Jordan's role as interim agriculture economic development director will focus on connecting area farmers with consumers and educating the public about the importance of supporting these farmers. (photo by Mark Schmerling)
Jordan's role as interim agriculture economic development director will focus on connecting area farmers with consumers and educating the public about the importance of supporting these farmers. (photo by Mark Schmerling)

Polk hires interim ag economic development director

Published 1:49pm Sunday, June 30, 2013

Polk County has a new interim Agricultural Economic Development Director with the hiring last week of Dawn Calton Jordan.

Jordan begins her new position today, July 1, and will work out of the Mill Spring Agriculture Center.

Dawn Jordan
Dawn Jordan

Jordan replaces former ag economic development director Lynn Sprague who resigned earlier this year. Sprague was the county’s first ag director.

Jordan attended Gardner-Webb University and graduated from Lenoir-Rhyne University with a degree in community services.

She has served as executive director of the River Ministries in Polk County, a nonprofit. She and her husband, Terry, own Restoration Farm.

“Community support has always been a part of who we are in this county and agriculture certainly brings us together,” said Jordan. “We can all agree that food is important.”

Jordan has been actively involved in Polk County agriculture through local markets and the development of the Mill Spring Ag Center, states a press release sent from the county.

“As Interim Agricultural Economic Development Director I want to see our county continue to move forward in developing a strong and expanding market for our products. I want to support the farmers and producers in development of new ventures or strengthening existing ones. There are also many young farmers that are looking for mentorship and opportunities to gain experience, we have a lot of agricultural experience within our borders, I would like to see connections between the two.”

Polk County is historically an agricultural area, Jordan said. The county has maintained that economic base which has been, and continues to be a strength for Polk citizens, she said.  Jordan said as a county, we are strategically positioned to offer local products into local and regional markets and these markets are expanding rapidly as the demand for local continues to rise.

The education of the positive aspects of local, fresh produce is important as well, she said.

“Our county leaders were forward thinking in the hiring of an Agricultural Economic Development Director five years ago,” said Jordan. “Through the ongoing efforts of Farmland Preservation and Polk Soil and Water Board, our farmlands are being supported and preserved for future generations, that is my goal as well.”

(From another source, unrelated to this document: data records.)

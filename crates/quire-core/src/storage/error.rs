//! Storage error handling
//!
//! Provides typed errors for storage operations with descriptive messages
//! and recovery suggestions.

use std::io;
use std::path::PathBuf;
use thiserror::Error;

/// Errors that can occur during storage operations
#[derive(Error, Debug)]
pub enum StoreError {
    /// A store was used before `open()` completed
    #[error("Store is not initialized: call open() first")]
    NotInitialized,

    /// The store is already open and cannot accept this operation
    #[error("Store is already open")]
    AlreadyOpen,

    /// Blob (or other keyed entry) not found
    #[error("Not found: '{id}'")]
    NotFound { id: String },

    /// Permission denied accessing path
    #[error("Permission denied: cannot access '{path}'. Check file permissions.")]
    PermissionDenied {
        path: PathBuf,
        #[source]
        source: io::Error,
    },

    /// Disk is full or quota exceeded
    #[error(
        "Disk full or quota exceeded while writing to '{path}'. Free up disk space and try again."
    )]
    DiskFull {
        path: PathBuf,
        #[source]
        source: io::Error,
    },

    /// Failed to read file
    #[error("Failed to read '{path}': {source}")]
    ReadError {
        path: PathBuf,
        #[source]
        source: io::Error,
    },

    /// Failed to write file
    #[error("Failed to write '{path}': {source}")]
    WriteError {
        path: PathBuf,
        #[source]
        source: io::Error,
    },

    /// Snapshot named by the version marker exists but cannot be loaded
    #[error("Snapshot '{name}' is corrupted: {details}")]
    CorruptSnapshot { name: String, details: String },

    /// Version marker text is not an integer
    #[error("Invalid version marker '{0}'")]
    InvalidVersionMarker(String),

    /// Dump stream is malformed
    #[error("Invalid dump stream: {0}")]
    Dump(String),

    /// Media or value conversion failed
    #[error("Conversion failed: {0}")]
    Conversion(String),

    /// Operation not allowed on this node or in this state
    #[error("Invalid operation: {0}")]
    InvalidOperation(String),

    /// SQLite database error
    #[error("Database error: {0}")]
    Database(#[from] rusqlite::Error),

    /// JSON attribute (de)serialization error
    #[error("Serialization error: {0}")]
    Serialization(#[from] serde_json::Error),

    /// Generic I/O error
    #[error("I/O error: {0}")]
    Io(#[from] io::Error),
}

impl StoreError {
    /// Create an error from an I/O error with path context
    ///
    /// Classifies the error based on its kind (permission, disk full, etc.)
    pub fn from_io(error: io::Error, path: PathBuf) -> Self {
        match error.kind() {
            io::ErrorKind::PermissionDenied => StoreError::PermissionDenied {
                path,
                source: error,
            },
            io::ErrorKind::NotFound => StoreError::NotFound {
                id: path.display().to_string(),
            },
            _ if is_disk_full_error(&error) => StoreError::DiskFull {
                path,
                source: error,
            },
            _ => StoreError::WriteError {
                path,
                source: error,
            },
        }
    }

    /// Check whether this is a `NotFound` error
    pub fn is_not_found(&self) -> bool {
        matches!(self, StoreError::NotFound { .. })
    }

    /// Get a recovery suggestion for this error
    pub fn recovery_suggestion(&self) -> Option<&'static str> {
        match self {
            StoreError::DiskFull { .. } => Some("Free up disk space and try again."),
            StoreError::PermissionDenied { .. } => {
                Some("Check file and directory permissions. You may need to run with different permissions or change ownership.")
            }
            StoreError::CorruptSnapshot { .. } => {
                Some("Restore the store from a dump, or remove the version marker to start fresh.")
            }
            StoreError::NotInitialized => Some("Open the store before using it."),
            _ => None,
        }
    }
}

/// Check if an I/O error indicates disk full condition
fn is_disk_full_error(error: &io::Error) -> bool {
    let msg = error.to_string().to_lowercase();
    msg.contains("no space left")
        || msg.contains("disk full")
        || msg.contains("quota exceeded")
        || msg.contains("not enough space")
}

/// Result type for storage operations
pub type StoreResult<T> = Result<T, StoreError>;
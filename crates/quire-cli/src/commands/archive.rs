//! Dump and undump command handlers

use anyhow::{bail, Context, Result};
use tokio::io::{AsyncRead, AsyncWrite, BufReader, BufWriter};

use quire_core::{Config, NodeFs};

use crate::output::Output;

/// Export the reachable graph to a file or stdout
pub async fn dump(fs: &NodeFs, target: &str, output: &Output) -> Result<()> {
    let mut writer: Box<dyn AsyncWrite + Unpin + Send> = if target == "-" {
        Box::new(BufWriter::new(tokio::io::stdout()))
    } else {
        let file = tokio::fs::File::create(target)
            .await
            .with_context(|| format!("Failed to create {}", target))?;
        Box::new(BufWriter::new(file))
    };

    let summary = fs.dump(&mut writer).await.context("Dump failed")?;

    // Keep stdout clean for the stream itself
    if target != "-" {
        output.print_summary("Dumped", &summary);
    }
    Ok(())
}

/// Import a dump into the configured store
///
/// Refuses to replace an existing store unless `force` is set.
pub async fn undump(
    fs: &NodeFs,
    config: &Config,
    source: &str,
    force: bool,
    output: &Output,
) -> Result<()> {
    let marker = config.data_dir.join(fs.database().marker_name());
    if marker.exists() && !force {
        bail!(
            "A store already exists in {}. Use --force to replace it.",
            config.data_dir.display()
        );
    }

    let mut reader: Box<dyn AsyncRead + Unpin + Send> = if source == "-" {
        Box::new(BufReader::new(tokio::io::stdin()))
    } else {
        let file = tokio::fs::File::open(source)
            .await
            .with_context(|| format!("Failed to open {}", source))?;
        Box::new(BufReader::new(file))
    };

    let summary = fs.undump(&mut reader).await.context("Undump failed")?;
    output.print_summary("Restored", &summary);
    if force {
        output.message("Run `quire gc` to drop blobs left over from the replaced store.");
    }
    Ok(())
}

Jordan was raised in Green Creek and continues to live in Green Creek with her husband Terry. Dawn and Terry have four grown children. They attend Grace Foothills Church in Tryon and enjoy camping, hiking with their dogs and visiting historical places.

Following Sprague’s resignation, the Polk County Board of Commissioners held a joint meeting with the Polk Soil & Water District and the Polk County Farmland Preservation Board in order to discuss the future of agriculture in Polk County. The meeting was highly attended with many residents speaking on the importance of replacing the agricultural economic development position. Commissioners stated at that time that they had continued funding for the position and department in next year’s budget, which begins today. Commissioners later decided to advertise for an interim director in order to quickly fill the position.